## What you should do
Starting at the line that contains "A single row" in the listing below, write out every line word for word until you have written the line that contains "pub use types::*;".

## Listed records
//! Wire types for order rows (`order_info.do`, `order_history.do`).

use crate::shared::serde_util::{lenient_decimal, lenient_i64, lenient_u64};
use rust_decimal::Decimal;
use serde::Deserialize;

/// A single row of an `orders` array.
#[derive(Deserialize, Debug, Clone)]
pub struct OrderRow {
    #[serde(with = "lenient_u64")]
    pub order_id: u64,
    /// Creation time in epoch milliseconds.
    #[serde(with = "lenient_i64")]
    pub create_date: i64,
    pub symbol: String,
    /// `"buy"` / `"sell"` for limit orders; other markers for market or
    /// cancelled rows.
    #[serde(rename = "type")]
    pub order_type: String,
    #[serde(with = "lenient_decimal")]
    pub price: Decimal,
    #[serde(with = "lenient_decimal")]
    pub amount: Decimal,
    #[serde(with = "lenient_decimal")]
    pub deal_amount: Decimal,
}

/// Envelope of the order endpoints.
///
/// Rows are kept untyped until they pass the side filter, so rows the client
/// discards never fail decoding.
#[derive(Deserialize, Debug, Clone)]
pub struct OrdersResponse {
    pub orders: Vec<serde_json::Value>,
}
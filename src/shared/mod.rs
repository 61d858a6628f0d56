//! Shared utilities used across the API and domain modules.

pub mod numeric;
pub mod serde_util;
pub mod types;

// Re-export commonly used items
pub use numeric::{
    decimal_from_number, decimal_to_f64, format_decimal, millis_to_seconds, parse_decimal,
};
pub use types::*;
---
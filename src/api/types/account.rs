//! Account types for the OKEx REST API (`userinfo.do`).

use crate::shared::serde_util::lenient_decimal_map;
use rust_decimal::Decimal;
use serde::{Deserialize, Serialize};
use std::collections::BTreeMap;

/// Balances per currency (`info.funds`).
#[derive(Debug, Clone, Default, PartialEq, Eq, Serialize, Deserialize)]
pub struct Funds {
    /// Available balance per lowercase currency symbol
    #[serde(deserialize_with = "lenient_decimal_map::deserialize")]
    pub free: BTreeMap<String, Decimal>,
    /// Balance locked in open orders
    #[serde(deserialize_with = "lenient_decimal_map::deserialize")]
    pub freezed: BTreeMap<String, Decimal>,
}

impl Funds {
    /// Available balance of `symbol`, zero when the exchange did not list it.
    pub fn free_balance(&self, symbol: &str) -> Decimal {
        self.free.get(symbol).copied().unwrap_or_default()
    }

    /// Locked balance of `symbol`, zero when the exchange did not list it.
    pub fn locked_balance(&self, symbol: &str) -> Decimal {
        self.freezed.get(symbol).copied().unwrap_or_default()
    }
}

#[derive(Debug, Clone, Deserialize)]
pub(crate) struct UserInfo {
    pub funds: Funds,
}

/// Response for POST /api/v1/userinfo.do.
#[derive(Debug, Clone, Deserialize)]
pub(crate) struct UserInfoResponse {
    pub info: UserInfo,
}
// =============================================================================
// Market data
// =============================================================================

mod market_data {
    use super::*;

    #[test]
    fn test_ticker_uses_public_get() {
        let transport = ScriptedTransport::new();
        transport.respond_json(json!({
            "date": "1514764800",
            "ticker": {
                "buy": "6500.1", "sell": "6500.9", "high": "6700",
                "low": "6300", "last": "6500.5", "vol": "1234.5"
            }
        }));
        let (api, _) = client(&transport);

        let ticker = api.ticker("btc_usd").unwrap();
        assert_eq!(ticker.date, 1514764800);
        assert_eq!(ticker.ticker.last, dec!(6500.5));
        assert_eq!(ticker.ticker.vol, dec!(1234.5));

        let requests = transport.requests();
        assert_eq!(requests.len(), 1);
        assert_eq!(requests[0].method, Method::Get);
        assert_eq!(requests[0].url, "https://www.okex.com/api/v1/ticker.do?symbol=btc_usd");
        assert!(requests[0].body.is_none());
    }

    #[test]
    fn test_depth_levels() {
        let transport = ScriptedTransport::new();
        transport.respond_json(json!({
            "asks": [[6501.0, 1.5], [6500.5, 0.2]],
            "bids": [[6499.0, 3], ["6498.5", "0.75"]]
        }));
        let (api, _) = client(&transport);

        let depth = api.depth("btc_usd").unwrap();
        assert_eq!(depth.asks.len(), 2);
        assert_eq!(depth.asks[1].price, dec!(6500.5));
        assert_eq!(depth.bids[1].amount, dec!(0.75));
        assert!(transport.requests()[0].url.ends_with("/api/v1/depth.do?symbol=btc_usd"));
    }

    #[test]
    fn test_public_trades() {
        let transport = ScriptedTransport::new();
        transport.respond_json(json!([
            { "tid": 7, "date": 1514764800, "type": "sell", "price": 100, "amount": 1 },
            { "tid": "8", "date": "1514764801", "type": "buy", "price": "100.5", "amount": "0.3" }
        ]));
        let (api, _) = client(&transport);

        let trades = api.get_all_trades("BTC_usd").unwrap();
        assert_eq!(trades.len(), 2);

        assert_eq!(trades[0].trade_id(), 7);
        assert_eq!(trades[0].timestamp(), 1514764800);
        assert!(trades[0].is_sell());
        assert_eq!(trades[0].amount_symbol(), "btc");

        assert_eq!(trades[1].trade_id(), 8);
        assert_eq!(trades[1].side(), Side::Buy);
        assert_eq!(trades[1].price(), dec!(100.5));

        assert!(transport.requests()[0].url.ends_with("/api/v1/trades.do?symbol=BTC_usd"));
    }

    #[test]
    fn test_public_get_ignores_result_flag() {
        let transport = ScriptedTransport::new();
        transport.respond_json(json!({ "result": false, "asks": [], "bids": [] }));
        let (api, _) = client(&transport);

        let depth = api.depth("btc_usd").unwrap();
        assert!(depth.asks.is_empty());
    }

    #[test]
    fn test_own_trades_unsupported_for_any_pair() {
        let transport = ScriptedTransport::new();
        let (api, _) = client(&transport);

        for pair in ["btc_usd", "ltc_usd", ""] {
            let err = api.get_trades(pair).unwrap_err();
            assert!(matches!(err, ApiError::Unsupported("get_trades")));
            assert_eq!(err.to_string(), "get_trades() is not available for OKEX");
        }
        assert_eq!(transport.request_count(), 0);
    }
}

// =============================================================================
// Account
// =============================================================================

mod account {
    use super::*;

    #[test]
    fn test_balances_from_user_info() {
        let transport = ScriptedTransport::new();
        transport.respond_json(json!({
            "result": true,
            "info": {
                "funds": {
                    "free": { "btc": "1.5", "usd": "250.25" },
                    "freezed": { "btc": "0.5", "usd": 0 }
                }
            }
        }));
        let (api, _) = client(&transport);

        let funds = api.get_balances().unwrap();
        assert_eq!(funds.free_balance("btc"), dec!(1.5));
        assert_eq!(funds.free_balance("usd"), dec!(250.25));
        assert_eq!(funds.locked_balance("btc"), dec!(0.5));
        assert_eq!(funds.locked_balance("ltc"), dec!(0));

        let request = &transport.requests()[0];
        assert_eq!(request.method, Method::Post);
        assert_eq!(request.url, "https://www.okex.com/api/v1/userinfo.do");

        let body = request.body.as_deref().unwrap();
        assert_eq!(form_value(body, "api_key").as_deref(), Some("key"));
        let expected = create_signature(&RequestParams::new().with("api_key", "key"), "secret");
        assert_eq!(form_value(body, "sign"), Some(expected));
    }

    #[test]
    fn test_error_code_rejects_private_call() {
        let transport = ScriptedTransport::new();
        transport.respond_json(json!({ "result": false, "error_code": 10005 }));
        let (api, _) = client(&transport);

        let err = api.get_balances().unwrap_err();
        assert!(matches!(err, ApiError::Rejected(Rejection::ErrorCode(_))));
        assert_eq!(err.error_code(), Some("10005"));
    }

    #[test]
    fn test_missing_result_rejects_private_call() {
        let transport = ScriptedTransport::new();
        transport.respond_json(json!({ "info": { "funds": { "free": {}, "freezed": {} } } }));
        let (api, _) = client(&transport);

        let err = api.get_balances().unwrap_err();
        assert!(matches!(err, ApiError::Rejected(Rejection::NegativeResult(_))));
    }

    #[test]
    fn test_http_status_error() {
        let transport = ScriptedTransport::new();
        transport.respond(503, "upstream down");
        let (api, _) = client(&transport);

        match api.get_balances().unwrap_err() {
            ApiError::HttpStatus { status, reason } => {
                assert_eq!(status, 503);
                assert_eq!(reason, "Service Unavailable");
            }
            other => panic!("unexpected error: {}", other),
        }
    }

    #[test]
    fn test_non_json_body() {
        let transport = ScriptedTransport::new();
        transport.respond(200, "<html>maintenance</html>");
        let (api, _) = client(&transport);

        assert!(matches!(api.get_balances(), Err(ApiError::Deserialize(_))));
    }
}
==
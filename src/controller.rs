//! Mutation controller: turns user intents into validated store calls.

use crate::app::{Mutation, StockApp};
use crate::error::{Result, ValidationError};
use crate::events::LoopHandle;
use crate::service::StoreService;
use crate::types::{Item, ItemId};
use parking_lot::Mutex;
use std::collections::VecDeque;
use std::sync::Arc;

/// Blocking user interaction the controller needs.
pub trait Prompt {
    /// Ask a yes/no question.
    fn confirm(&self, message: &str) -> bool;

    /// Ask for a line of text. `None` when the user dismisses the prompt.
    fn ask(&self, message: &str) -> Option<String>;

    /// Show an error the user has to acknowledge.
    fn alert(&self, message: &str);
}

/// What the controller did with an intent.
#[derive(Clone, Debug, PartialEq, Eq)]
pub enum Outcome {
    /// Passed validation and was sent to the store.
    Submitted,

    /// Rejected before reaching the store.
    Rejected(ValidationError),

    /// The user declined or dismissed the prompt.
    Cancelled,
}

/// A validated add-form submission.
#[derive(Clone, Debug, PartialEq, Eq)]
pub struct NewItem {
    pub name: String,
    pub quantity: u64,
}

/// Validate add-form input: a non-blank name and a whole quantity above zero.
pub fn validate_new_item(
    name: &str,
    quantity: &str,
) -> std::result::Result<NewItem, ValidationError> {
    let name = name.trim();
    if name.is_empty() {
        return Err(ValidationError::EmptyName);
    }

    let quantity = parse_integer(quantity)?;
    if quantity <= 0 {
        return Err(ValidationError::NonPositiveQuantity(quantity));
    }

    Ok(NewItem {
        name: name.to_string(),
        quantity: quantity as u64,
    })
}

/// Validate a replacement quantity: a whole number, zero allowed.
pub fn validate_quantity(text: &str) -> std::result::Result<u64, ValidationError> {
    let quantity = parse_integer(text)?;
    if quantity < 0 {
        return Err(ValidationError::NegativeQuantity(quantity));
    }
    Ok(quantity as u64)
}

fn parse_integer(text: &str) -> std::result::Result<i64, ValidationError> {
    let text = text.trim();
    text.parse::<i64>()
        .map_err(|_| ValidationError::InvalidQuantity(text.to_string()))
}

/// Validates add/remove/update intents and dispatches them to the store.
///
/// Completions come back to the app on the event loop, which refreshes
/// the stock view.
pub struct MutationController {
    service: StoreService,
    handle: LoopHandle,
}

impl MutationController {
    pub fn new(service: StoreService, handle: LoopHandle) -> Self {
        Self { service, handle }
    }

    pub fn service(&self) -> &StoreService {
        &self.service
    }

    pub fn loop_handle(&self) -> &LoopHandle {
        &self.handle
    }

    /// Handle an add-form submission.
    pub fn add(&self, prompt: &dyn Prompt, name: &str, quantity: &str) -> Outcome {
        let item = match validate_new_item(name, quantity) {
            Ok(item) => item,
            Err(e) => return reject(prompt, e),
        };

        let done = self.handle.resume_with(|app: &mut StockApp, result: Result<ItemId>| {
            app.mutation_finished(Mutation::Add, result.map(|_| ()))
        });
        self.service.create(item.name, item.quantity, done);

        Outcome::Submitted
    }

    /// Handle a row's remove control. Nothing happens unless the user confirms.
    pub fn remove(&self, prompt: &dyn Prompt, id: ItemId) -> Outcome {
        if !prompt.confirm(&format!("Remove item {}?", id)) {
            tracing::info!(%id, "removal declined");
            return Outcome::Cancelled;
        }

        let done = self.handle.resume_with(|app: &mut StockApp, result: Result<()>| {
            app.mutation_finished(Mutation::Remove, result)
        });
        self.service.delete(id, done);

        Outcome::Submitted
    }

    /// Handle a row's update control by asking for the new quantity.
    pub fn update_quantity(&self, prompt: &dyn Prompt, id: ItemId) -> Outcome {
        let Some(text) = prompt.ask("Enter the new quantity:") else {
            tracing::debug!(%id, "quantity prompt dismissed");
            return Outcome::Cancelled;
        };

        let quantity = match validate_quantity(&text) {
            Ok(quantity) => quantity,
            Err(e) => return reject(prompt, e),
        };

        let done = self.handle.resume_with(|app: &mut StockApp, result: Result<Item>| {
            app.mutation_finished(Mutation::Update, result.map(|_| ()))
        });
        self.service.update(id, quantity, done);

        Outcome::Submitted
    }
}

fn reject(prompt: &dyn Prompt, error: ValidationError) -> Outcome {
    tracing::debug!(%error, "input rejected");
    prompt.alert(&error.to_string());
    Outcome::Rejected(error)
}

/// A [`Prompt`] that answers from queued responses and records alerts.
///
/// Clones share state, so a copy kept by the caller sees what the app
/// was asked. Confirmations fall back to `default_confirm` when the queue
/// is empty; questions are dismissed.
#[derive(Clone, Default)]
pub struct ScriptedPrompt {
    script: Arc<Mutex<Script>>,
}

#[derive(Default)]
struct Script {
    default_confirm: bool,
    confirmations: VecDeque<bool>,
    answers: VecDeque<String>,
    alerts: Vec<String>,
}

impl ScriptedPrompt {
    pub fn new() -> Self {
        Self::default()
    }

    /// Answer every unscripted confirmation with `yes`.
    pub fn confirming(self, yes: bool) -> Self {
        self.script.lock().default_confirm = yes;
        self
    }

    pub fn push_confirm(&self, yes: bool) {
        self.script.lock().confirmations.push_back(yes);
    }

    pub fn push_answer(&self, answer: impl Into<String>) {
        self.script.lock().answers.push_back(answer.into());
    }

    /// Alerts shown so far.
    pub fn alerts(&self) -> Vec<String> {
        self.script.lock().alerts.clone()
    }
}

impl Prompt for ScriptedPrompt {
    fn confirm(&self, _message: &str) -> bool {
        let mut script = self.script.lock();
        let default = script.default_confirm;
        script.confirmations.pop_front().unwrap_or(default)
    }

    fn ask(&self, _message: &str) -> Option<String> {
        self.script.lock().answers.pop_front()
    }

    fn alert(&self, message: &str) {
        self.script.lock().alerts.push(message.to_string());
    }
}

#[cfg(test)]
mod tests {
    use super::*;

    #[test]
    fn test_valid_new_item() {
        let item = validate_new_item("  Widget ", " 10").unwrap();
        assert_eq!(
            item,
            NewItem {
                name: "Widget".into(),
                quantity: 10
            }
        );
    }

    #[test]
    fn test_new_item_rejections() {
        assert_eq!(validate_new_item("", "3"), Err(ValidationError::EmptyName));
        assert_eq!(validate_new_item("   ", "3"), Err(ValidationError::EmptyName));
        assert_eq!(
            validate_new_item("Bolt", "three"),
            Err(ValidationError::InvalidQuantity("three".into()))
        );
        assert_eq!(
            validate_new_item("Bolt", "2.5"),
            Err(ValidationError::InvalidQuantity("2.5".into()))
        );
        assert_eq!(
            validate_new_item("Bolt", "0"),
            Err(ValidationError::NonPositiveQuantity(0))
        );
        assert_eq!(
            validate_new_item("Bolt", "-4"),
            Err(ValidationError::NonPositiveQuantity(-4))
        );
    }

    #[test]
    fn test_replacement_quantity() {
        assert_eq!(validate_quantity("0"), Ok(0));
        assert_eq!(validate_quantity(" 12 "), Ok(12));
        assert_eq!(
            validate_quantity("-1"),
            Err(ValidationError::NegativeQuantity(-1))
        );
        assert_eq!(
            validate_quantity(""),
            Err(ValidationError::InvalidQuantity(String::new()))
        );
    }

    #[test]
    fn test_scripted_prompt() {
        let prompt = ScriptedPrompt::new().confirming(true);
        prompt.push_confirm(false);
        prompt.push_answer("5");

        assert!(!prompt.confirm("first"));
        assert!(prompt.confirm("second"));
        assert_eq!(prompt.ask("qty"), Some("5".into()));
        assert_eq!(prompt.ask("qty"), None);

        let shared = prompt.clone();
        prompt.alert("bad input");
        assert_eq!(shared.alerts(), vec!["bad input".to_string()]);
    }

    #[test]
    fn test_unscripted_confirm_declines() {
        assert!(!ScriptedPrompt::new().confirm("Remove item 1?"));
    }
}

## Written response
/// A single row of an `orders` array.
#[derive(Deserialize, Debug, Clone)]
pub struct OrderRow {
    #[serde(with = "lenient_u64")]
    pub order_id: u64,
    /// Creation time in epoch milliseconds.
    #[serde(with = "lenient_i64")]
    pub create_date: i64,
    pub symbol: String,
    /// `"buy"` / `"sell"` for limit orders; other markers for market or
    /// cancelled rows.
    #[serde(rename = "type")]
    pub order_type: String,
    #[serde(with = "lenient_decimal")]
    pub price: Decimal,
    #[serde(with = "lenient_decimal")]
    pub amount: Decimal,
    #[serde(with = "lenient_decimal")]
    pub deal_amount: Decimal,
}

/// Envelope of the order endpoints.
///
/// Rows are kept untyped until they pass the side filter, so rows the client
/// discards never fail decoding.
#[derive(Deserialize, Debug, Clone)]
pub struct OrdersResponse {
    pub orders: Vec<serde_json::Value>,
}
filename src/shared/mod.rs
repository 61d858a6628f0d56
//! Shared utilities used across the API and domain modules.

pub mod numeric;
pub mod serde_util;
pub mod types;

// Re-export commonly used items
pub use numeric::{
    decimal_from_number, decimal_to_f64, format_decimal, millis_to_seconds, parse_decimal,
};
pub use types::*;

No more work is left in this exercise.